Peki en sevdiğiniz ders hangisiydi?
Cebir’e epey ilgiliydim ama Kimya dersim daha iyiydi, 10’du. Cebir ise 9’du. Ama Kimya’yı o kadar fazla sevmezdim. Cebir’deki mantık silsilesi daha çok hoşuma gidiyordu. Fizik dersini de severdim. Bana o dersi sevdiren de fizik hocam Etem Korcan idi. Hakikaten duayen bir hocaydı. İlk defa öğretmenliğe bizim sınıfta başlamıştı. Bize matematiksel metodlarla fiziği öğretirdi.

AMERİKA’DA BULAŞIKÇILIK YAPTIM
Okurken çalışmak durumunda kalmış mıydınız hiç?
Hep burslu okudum. Ancak Amerika’da okurken ufak tefek işler yapıyordum.

Ne gibi işlerdi bunlar?
Bulaşıkçılık yaptım, lokantada çalıştım. Aldığım vizeden dolayı üniversite dışında çalışamıyordum. Üniversite içinde her türlü işi yaptım. Okurken çalışmanın hayatı öğrenme, para kazanma, sorumluluk alma açısından önemli olduğunu düşünüyorum.

Amerika’da okumak ile Türkiye’de okumak arasında ne gibi farklar var?
Bir kere orada insanlar daha özgür düşünmeye yönlendiriliyor. Özgür ortam gerçekten, bir şeyler üretmeye, yaratıcılığa daha çok motive ediyor. Amerika’da önce hayatı öğretiyorlar, ondan sonra bilgi yüklüyorlar. Çocuğun eğer yeteneği varsa çok farklı alana yönlendiriliyor. En büyük fark bence o.

Alanınız Meteoroloji Mühendisliği. İsteyerek tercih ettiğiniz bir bölüm müydü?
Hedefim Ankara’da Siyasal Bilgiler okumaktı. Rahmetli babam, Teknik Üniversite’de okumamı istedi. Bende onun isteğini yaptım ve Teknik Üniversite’yi yazdım. İnşaat mühendisliğini kazandım. Ancak babam, “Boşver, Karadenizli müteahhit değiliz ki inşaat mühendisi olacaksın” diyerek engel oldu. İnşaat mühendisliğine hiç kayıt yaptırmadım. Meteoroloji Mühendisliğini bitirdim. Sevdim mesleğimi sonrasında. Amerika’da insanlar sevdikleri ve hobileri için meslek seçiyorlar. Bizdeki gibi toplumun baskısı ve konjonktür belirlemiyor.

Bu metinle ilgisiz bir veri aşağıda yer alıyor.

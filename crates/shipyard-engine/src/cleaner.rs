//! Preview environment cleanup

use std::sync::Arc;

use shipyard_core::{DeliveryConfigRepository, RepositoryError};
use tracing::{debug, info};

/// Deletes preview environments that no longer own resources
pub struct EnvironmentCleaner {
    delivery_configs: Arc<dyn DeliveryConfigRepository>,
    enabled: bool,
}

impl EnvironmentCleaner {
    pub fn new(delivery_configs: Arc<dyn DeliveryConfigRepository>, enabled: bool) -> Self {
        Self {
            delivery_configs,
            enabled,
        }
    }

    #[inline]
    #[must_use]
    pub fn is_enabled(&self) -> bool {
        self.enabled
    }

    /// Delete the environment if cleanup is enabled and it owns no resources
    ///
    /// Reads the environment fresh, so repeated calls are safe. Returns
    /// whether it was deleted.
    pub async fn cleanup_environment(
        &self,
        config_name: &str,
        environment: &str,
    ) -> Result<bool, RepositoryError> {
        if !self.enabled {
            debug!("environment cleanup disabled, keeping {}/{}", config_name, environment);
            return Ok(false);
        }

        let config = self.delivery_configs.get(config_name).await?;
        let Some(current) = config.environment_named(environment) else {
            return Ok(false);
        };
        if !current.resources.is_empty() {
            debug!(
                "{}/{} still owns {} resource(s)",
                config_name,
                environment,
                current.resources.len()
            );
            return Ok(false);
        }

        info!("deleting empty environment {}/{}", config_name, environment);
        self.delivery_configs
            .delete_environment(config_name, environment)
            .await?;
        Ok(true)
    }
}

#[cfg(test)]
mod tests {
    use super::*;
    use shipyard_core::{DeliveryConfig, Environment, PreviewEnvironment};
    use shipyard_store_memory::InMemoryStore;
    use shipyard_test_utils::{clock, delivery_config, seeded_store, CONFIG_NAME};

    fn with_empty_preview() -> DeliveryConfig {
        delivery_config()
            .with_environment(Environment::new("test-feature-x").with_preview(PreviewEnvironment {
                branch: "feature/x".into(),
                repo_key: "stash/fnord/app".into(),
                parent_environment: "test".into(),
            }))
            .normalized()
    }

    async fn environments(store: &InMemoryStore) -> Vec<String> {
        store
            .get(CONFIG_NAME)
            .await
            .unwrap()
            .environments
            .into_iter()
            .map(|e| e.name)
            .collect()
    }

    #[tokio::test]
    async fn deletes_empty_environments_once() {
        let store = seeded_store(&with_empty_preview(), clock()).await;
        let cleaner = EnvironmentCleaner::new(store.clone(), true);

        assert!(cleaner.cleanup_environment(CONFIG_NAME, "test-feature-x").await.unwrap());
        assert!(!cleaner.cleanup_environment(CONFIG_NAME, "test-feature-x").await.unwrap());
        assert_eq!(environments(&store).await, ["test", "staging"]);
    }

    #[tokio::test]
    async fn keeps_environments_with_resources() {
        let store = seeded_store(&with_empty_preview(), clock()).await;
        let cleaner = EnvironmentCleaner::new(store.clone(), true);

        assert!(!cleaner.cleanup_environment(CONFIG_NAME, "test").await.unwrap());
        assert_eq!(environments(&store).await.len(), 3);
    }

    #[tokio::test]
    async fn disabled_cleanup_is_a_no_op() {
        let store = seeded_store(&with_empty_preview(), clock()).await;
        let cleaner = EnvironmentCleaner::new(store.clone(), false);

        assert!(!cleaner.cleanup_environment(CONFIG_NAME, "test-feature-x").await.unwrap());
        assert_eq!(environments(&store).await.len(), 3);
    }
}
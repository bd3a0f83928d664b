//! Delivery domain model

mod artifact;
pub mod constraint;
mod delivery_config;
mod promotion;
mod resource;
mod task;

pub use artifact::{ArtifactType, DeliveryArtifact, VersionStrategy};
pub use constraint::{
    Constraint, ConstraintState, ConstraintStatus, TimeWindow, UpdatedConstraintStatus,
};
pub use delivery_config::{DeliveryConfig, Environment, PreviewEnvironment};
pub use promotion::{
    EnvironmentArtifactPin, EnvironmentArtifactVeto, EnvironmentArtifactVetoes,
    PinnedEnvironment, PromotionStatus, VetoedVersion,
};
pub use resource::{InvalidResourceKind, Resource, ResourceId, ResourceKind};
pub use task::{Task, TaskRecord, TaskStatus};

Çocukken hangi mesleği yapmak istiyordunuz?
Çok idealist bir düşüncem yoktu ama Siyasal Bilgilerde okumak istiyordum. Diplomatlık cezbediyordu beni. O açıdan üniversite rektörlüğü, akademisyenlik de aslında bir nevi diplomatlık. Çünkü bilgi birikiminizi dış dünyaya açmanız, dış dünyayla entegre olmanız lazım. Türkiye’nin bilim elçiliğini yapıyoruz bir nevi. O açıdan hedefimi gerçekleştirdim diyebilirim.

Rektörlük görevine nasıl geldiniz? Ne zamandır bu görevi yürütüyorsunuz?
24 haziran 1992’de işe başladım. O zaman bir seçim olmuştu, Reşat Baykal rektördü. Bilimsel projelere bakacak bir danışman arıyorlarmış. Celal Şengör benim ismimi vermiş. İTÜ’de jeoloji bölümünde çalıştım yıllarca. Bütün üniversitelerin projelerini denetliyordum. Yönetim kurulunun aldığı kararları uyguluyorduk. Böylece yöneticilik serüvenim başladı. Rektör danışmanlığı, enstitü müdürlüğü ve rektör yardımcılığı yaptım. 2012 Ağustos ayından beridir rektörüm. Yani 3 yılı geçkindir rektörlük görevini yürütüyorum.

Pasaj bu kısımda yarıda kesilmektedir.